The practice launch will take place at Lamba Ness, which is currently being prepared for the spaceport's construction. Photo: SaxaVord Spaceport

MORE details have been released about a “dress rehearsal” at SaxaVord Spaceport which will culminate in a small rocket being launched later this year.

The launch – called Operation Freya – will take place from a portable launch pad system at Lamba Ness in Unst.

The site is currently being prepared for construction.

The purpose of the rehearsal – scheduled for early July – is to allow the SaxaVord operational team to “simulate, practice and evaluate all the processes and procedures required for the much bigger launch vehicle required to reach orbit later this year”.

The rocket, which will be less than three metres tall, will reach 12,000ft before it makes its descent.

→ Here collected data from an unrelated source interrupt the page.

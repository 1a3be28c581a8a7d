// Copyright 2025 the Understory Authors
// SPDX-License-Identifier: Apache-2.0 OR MIT

//! Error types for geometry construction.

use thiserror::Error;

/// Errors raised while constructing geometry from caller-supplied data.
#[derive(Clone, Debug, PartialEq, Error)]
pub enum GeometryError {
    /// A polygon needs at least three vertices.
    #[error("polygon needs at least 3 vertices, got {0}")]
    TooFewVertices(usize),
    /// A vertex coordinate was NaN or infinite.
    #[error("polygon vertex {index} is not finite")]
    NonFiniteVertex {
        /// Position of the offending vertex.
        index: usize,
    },
    /// The polygon encloses no area.
    #[error("polygon has zero area")]
    Degenerate,
}
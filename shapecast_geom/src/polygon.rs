// Copyright 2025 the Understory Authors
// SPDX-License-Identifier: Apache-2.0 OR MIT

//! Simple polygons with convex-hull reduction.

use core::cmp::Ordering;

use kurbo::{Affine, Point, Rect, Vec2};

use crate::error::GeometryError;
use crate::primitives::Segment;
use crate::tolerance::{EPSILON, approx_eq_point, normalized, sign};

/// Winding direction of a polygon in a y-up frame.
#[derive(Copy, Clone, Debug, PartialEq, Eq)]
pub enum Orientation {
    /// Positive signed area.
    CounterClockwise,
    /// Negative signed area.
    Clockwise,
    /// Zero signed area.
    Degenerate,
}

/// A closed polygon given by its vertices; the last vertex connects back to the first.
///
/// Construction only checks that there are at least three finite vertices.
/// Convexity and simplicity are queried separately, and [`Polygon::to_convex`]
/// produces the counter-clockwise convex hull that the overlap tests expect.
#[derive(Clone, Debug, PartialEq)]
pub struct Polygon {
    points: Vec<Point>,
    orientation: Orientation,
    convex: bool,
}

impl Polygon {
    /// Create a polygon from its vertices.
    pub fn new(points: impl IntoIterator<Item = Point>) -> Result<Self, GeometryError> {
        let points: Vec<Point> = points.into_iter().collect();
        if points.len() < 3 {
            return Err(GeometryError::TooFewVertices(points.len()));
        }
        if let Some(index) = points.iter().position(|p| !p.is_finite()) {
            return Err(GeometryError::NonFiniteVertex { index });
        }
        Ok(Self::from_vec(points))
    }

    /// The rectangle as a counter-clockwise quad starting at its bottom-right corner.
    pub fn from_rect(rect: Rect) -> Self {
        let r = rect.abs();
        Self::from_vec(vec![
            Point::new(r.x1, r.y0),
            Point::new(r.x1, r.y1),
            Point::new(r.x0, r.y1),
            Point::new(r.x0, r.y0),
        ])
    }

    fn from_vec(points: Vec<Point>) -> Self {
        let area = signed_area(&points);
        let orientation = if area > 0.0 {
            Orientation::CounterClockwise
        } else if area < 0.0 {
            Orientation::Clockwise
        } else {
            Orientation::Degenerate
        };
        let mut polygon = Self {
            points,
            orientation,
            convex: false,
        };
        polygon.convex = polygon.turns_one_way() && polygon.is_simple();
        polygon
    }

    /// Vertices in their stored order.
    #[inline]
    pub fn points(&self) -> &[Point] {
        &self.points
    }

    /// Number of vertices (and edges).
    #[inline]
    pub fn vertex_count(&self) -> usize {
        self.points.len()
    }

    /// Vertex `i`, wrapping around.
    #[inline]
    pub fn vertex(&self, i: usize) -> Point {
        self.points[i % self.points.len()]
    }

    /// Edge `i`, from vertex `i` to vertex `i + 1`, wrapping around.
    pub fn edge(&self, i: usize) -> Segment {
        Segment::new(self.vertex(i), self.vertex(i + 1))
    }

    /// All edges in order.
    pub fn edges(&self) -> impl Iterator<Item = Segment> + '_ {
        (0..self.points.len()).map(|i| self.edge(i))
    }

    /// Outward unit normal of edge `i`, taking the winding into account.
    pub fn normal(&self, i: usize) -> Vec2 {
        let e = self.vertex(i + 1) - self.vertex(i);
        let n = match self.orientation {
            Orientation::Clockwise => Vec2::new(-e.y, e.x),
            _ => Vec2::new(e.y, -e.x),
        };
        normalized(n)
    }

    /// Winding direction.
    #[inline]
    pub fn orientation(&self) -> Orientation {
        self.orientation
    }

    /// Shoelace area, positive for counter-clockwise winding.
    pub fn signed_area(&self) -> f64 {
        signed_area(&self.points)
    }

    /// Unsigned area.
    pub fn area(&self) -> f64 {
        self.signed_area().abs()
    }

    /// Area centroid, or the vertex average for degenerate polygons.
    pub fn centroid(&self) -> Point {
        let a = self.signed_area();
        if a.abs() <= EPSILON {
            let n = self.points.len() as f64;
            let sum = self
                .points
                .iter()
                .fold(Vec2::ZERO, |acc, p| acc + p.to_vec2());
            return (sum / n).to_point();
        }
        let mut c = Vec2::ZERO;
        for i in 0..self.points.len() {
            let p = self.vertex(i).to_vec2();
            let q = self.vertex(i + 1).to_vec2();
            c += (p + q) * p.cross(q);
        }
        (c / (6.0 * a)).to_point()
    }

    /// Axis-aligned bounds of the vertices.
    pub fn bounds(&self) -> Rect {
        let first = self.points[0];
        let init = Rect::from_points(first, first);
        self.points[1..]
            .iter()
            .fold(init, |r, p| r.union_pt(*p))
    }

    /// Whether every turn has the same direction and no edges cross.
    #[inline]
    pub fn is_convex(&self) -> bool {
        self.convex
    }

    fn turns_one_way(&self) -> bool {
        let n = self.points.len();
        let mut turn = 0_i8;
        for i in 0..n {
            let e0 = self.vertex(i + 1) - self.vertex(i);
            let e1 = self.vertex(i + 2) - self.vertex(i + 1);
            let c = e0.cross(e1);
            if c.abs() <= EPSILON * e0.hypot().max(e1.hypot()).max(1.0) {
                continue;
            }
            let s = sign(c);
            if turn == 0 {
                turn = s;
            } else if turn != s {
                return false;
            }
        }
        turn != 0
    }

    /// Whether no two non-adjacent edges touch.
    pub fn is_simple(&self) -> bool {
        let n = self.points.len();
        for i in 0..n {
            for j in (i + 2)..n {
                if i == 0 && j == n - 1 {
                    continue;
                }
                if segments_touch(&self.edge(i), &self.edge(j)) {
                    return false;
                }
            }
        }
        true
    }

    /// Whether `p` lies inside or on the boundary.
    ///
    /// Convex polygons test `p` against every edge's outward normal; others
    /// fall back to an even-odd crossing count.
    pub fn contains(&self, p: Point) -> bool {
        if self.convex {
            return (0..self.points.len())
                .all(|i| (p - self.vertex(i)).dot(self.normal(i)) <= EPSILON);
        }
        if self.edges().any(|e| e.contains_point(p)) {
            return true;
        }
        // Even-odd crossing count along +x.
        let mut inside = false;
        let n = self.points.len();
        for i in 0..n {
            let a = self.vertex(i);
            let b = self.vertex(i + 1);
            if (a.y > p.y) != (b.y > p.y) {
                let x = a.x + (p.y - a.y) / (b.y - a.y) * (b.x - a.x);
                if p.x < x {
                    inside = !inside;
                }
            }
        }
        inside
    }

    /// Counter-clockwise convex hull with collinear and duplicate vertices removed.
    pub fn to_convex(&self) -> Result<Self, GeometryError> {
        let mut pts = self.points.clone();
        pts.sort_by(|a, b| match a.x.total_cmp(&b.x) {
            Ordering::Equal => a.y.total_cmp(&b.y),
            o => o,
        });
        pts.dedup_by(|a, b| approx_eq_point(*a, *b));
        if pts.len() < 3 {
            return Err(GeometryError::Degenerate);
        }

        let mut hull: Vec<Point> = Vec::with_capacity(pts.len() + 1);
        // Lower chain, left to right.
        for &p in &pts {
            pop_non_left_turns(&mut hull, p, 2);
            hull.push(p);
        }
        // Upper chain, right to left.
        let lower_len = hull.len() + 1;
        for &p in pts.iter().rev().skip(1) {
            pop_non_left_turns(&mut hull, p, lower_len);
            hull.push(p);
        }
        // The last point repeats the first.
        hull.pop();

        if hull.len() < 3 {
            return Err(GeometryError::Degenerate);
        }
        let convex = Self::from_vec(hull);
        if convex.area() <= EPSILON {
            return Err(GeometryError::Degenerate);
        }
        Ok(convex)
    }

    /// Map every vertex through `affine`, keeping the winding direction.
    pub fn transformed(&self, affine: Affine) -> Self {
        let mut points: Vec<Point> = self.points.iter().map(|p| affine * *p).collect();
        if affine.determinant() < 0.0 {
            points.reverse();
        }
        Self::from_vec(points)
    }
}

fn pop_non_left_turns(hull: &mut Vec<Point>, p: Point, min_len: usize) {
    while hull.len() >= min_len {
        let a = hull[hull.len() - 2];
        let b = hull[hull.len() - 1];
        if (b - a).cross(p - a) > 0.0 {
            break;
        }
        hull.pop();
    }
}

fn signed_area(points: &[Point]) -> f64 {
    let n = points.len();
    let mut twice = 0.0;
    for i in 0..n {
        let p = points[i];
        let q = points[(i + 1) % n];
        twice += p.to_vec2().cross(q.to_vec2());
    }
    twice * 0.5
}

/// Orientation-based segment test; touching endpoints and collinear overlap count.
fn segments_touch(a: &Segment, b: &Segment) -> bool {
    fn orient(p: Point, q: Point, r: Point) -> i8 {
        let c = (q - p).cross(r - p);
        if c.abs() <= EPSILON { 0 } else { sign(c) }
    }
    fn on_segment(p: Point, q: Point, r: Point) -> bool {
        r.x >= p.x.min(q.x) - EPSILON
            && r.x <= p.x.max(q.x) + EPSILON
            && r.y >= p.y.min(q.y) - EPSILON
            && r.y <= p.y.max(q.y) + EPSILON
    }
    let o1 = orient(a.p0, a.p1, b.p0);
    let o2 = orient(a.p0, a.p1, b.p1);
    let o3 = orient(b.p0, b.p1, a.p0);
    let o4 = orient(b.p0, b.p1, a.p1);
    if o1 != o2 && o3 != o4 && o1 != 0 && o2 != 0 && o3 != 0 && o4 != 0 {
        return true;
    }
    (o1 == 0 && on_segment(a.p0, a.p1, b.p0))
        || (o2 == 0 && on_segment(a.p0, a.p1, b.p1))
        || (o3 == 0 && on_segment(b.p0, b.p1, a.p0))
        || (o4 == 0 && on_segment(b.p0, b.p1, a.p1))
}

As it does so, a small parachute will be deployed, and the rocket will splash down into the sea.

To guarantee the launch process will be as realistic as possible, SaxaVord is involving all parties who are preparing for the first commercial launch later this year.

The spaceport team said that to ensure every aspect is rehearsed correctly, the simulation will “cover vehicle tracking, airspace and maritime safety and clearance methods, as well as practicing how best to recover payloads from the sea”.

With a focus on carrying out checks on all safety procedures, SaxaVord Spaceport will engage with a wide range of authorities, including Police Scotland, Scottish Fire and Rescue Service, NHS Scotland, Maritime and Coastguard Agency, Marine Scotland, Shetland Islands Council, Unst Community Council and local crofters and landowners.

Local company Ocean Kinetics will also be involved in the recovery of the rocket.

Marine users will be notified through the Admiralty and airspace users will be informed via the NOTAM process.

SaxaVord Spaceport CEO Frank Strang said: “This exercise will mark another exciting step in SaxaVord and Shetland’s journey towards becoming the home of the UK’s first vertical launch spaceport.”

Jimmy Slaughter, range operations manager, added: “Ensuring the safety of all launches is a top priority, and we are grateful to all the relevant authorities for helping us do so.

“It’s fantastic that the most northerly point of the UK can facilitate the endeavours of companies seeking to work in an industry devoted to the final frontier and we’re dedicated to making a success of this for the United Kingdom.”